Review your corporate benefits and maximize your Cafeteria plan options. These plans allow for you to pay for childcare, health expenses, and parking/transit expenses on a tax favored basis. They are often called HSA (health savings account, FSA (flexible spending arrangement), DCP (Dependent Care Program), and Parking and Transit. Routing your expenses through these accounts can create significant tax savings! Popular current tax credits include purchasing qualifying electric vehicles or solar equipment.



7. Use your IRA RMD for charitable giving.
If you’re over 70½ and subject to required minimum distributions, consider making your charitable contributions directly from your IRA to your favorite charity. The qualified charitable distribution satisfies your RMD, and the distribution is not reported as income to you. For those who are no longer itemizing deductions, this charitable gift can still reduce your taxable income.


8. Manage your standard deductions to minimize taxes.
If your annual itemized deductions are close to the standard deduction amount, consider trying to “bunch” your actual deductions into one tax year to maximize your tax deductions, such as charitable contributions.
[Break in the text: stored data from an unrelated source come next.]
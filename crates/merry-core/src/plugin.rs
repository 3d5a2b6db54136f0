//! The plugin contract

use crate::api::PluginApi;
use crate::dispatcher::CommandSpecError;
use std::path::PathBuf;
use thiserror::Error;

#[derive(Debug, Error)]
pub enum PluginError {
    #[error(transparent)]
    Command(#[from] CommandSpecError),

    #[error("invalid plugin definition {path}: {message}")]
    Definition { path: PathBuf, message: String },

    #[error(transparent)]
    Other(#[from] anyhow::Error),
}

/// A loadable plugin
///
/// `install` runs once per process with a fresh [`PluginApi`]. Commands
/// registered through [`PluginApi::command`] only become visible once
/// `install` returned `Ok`.
pub trait Plugin: Send + Sync {
    fn install(&self, api: &PluginApi) -> Result<(), PluginError>;
}

impl<F> Plugin for F
where
    F: Fn(&PluginApi) -> Result<(), PluginError> + Send + Sync,
{
    fn install(&self, api: &PluginApi) -> Result<(), PluginError> {
        self(api)
    }
}
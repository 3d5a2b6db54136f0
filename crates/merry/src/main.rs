//! Merry CLI - plugin-driven scaffolding

use anyhow::Result;
use merry_core::{logging, App};

#[tokio::main]
async fn main() -> Result<()> {
    // Ensure terminal cursor is restored on panic
    let default_panic = std::panic::take_hook();
    std::panic::set_hook(Box::new(move |info| {
        let _ = console::Term::stderr().show_cursor();
        default_panic(info);
    }));

    // Handle Ctrl+C gracefully
    ctrlc::set_handler(move || {
        let _ = console::Term::stderr().show_cursor();
        std::process::exit(130);
    })
    .ok();

    let debug = logging::debug_enabled();
    logging::init(debug);

    let mut app = App::new(debug);
    app.install().await;

    let result = app.run(std::env::args_os()).await;

    // Ensure cursor is visible on normal exit
    let _ = console::Term::stderr().show_cursor();

    result
}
Strategically, you can plan to use actual deductions and the standard deduction in alternating years and consider utilizing donor-advised funds to accomplish this goal. As a reminder, state taxes along with property taxes are now maxed at $10k per year so it may not make sense to accelerate paying your property taxes in the current year, if your municipality allows you to do so.


9. Leverage excess cash flow into tax gifting opportunities.
Take advantage of the annual gift tax exclusion, which allows you and your spouse to make tax-exempt gifts of up to $15,000 to another person every year without requiring additional IRS paperwork. Consider gifting highly appreciated assets to recipients who may be subject to lower tax liabilities.


10. Make sure to factor in life events.
Inheritance, marriage, divorce and higher education enrollment, along with retirement, can affect your tax situation in different ways. Your status on December 31st of the year determines your filing status. Make sure your advisor and tax advisor are aware of these changes with as much advanced notice as possible, as they can materially impact your overall tax rate.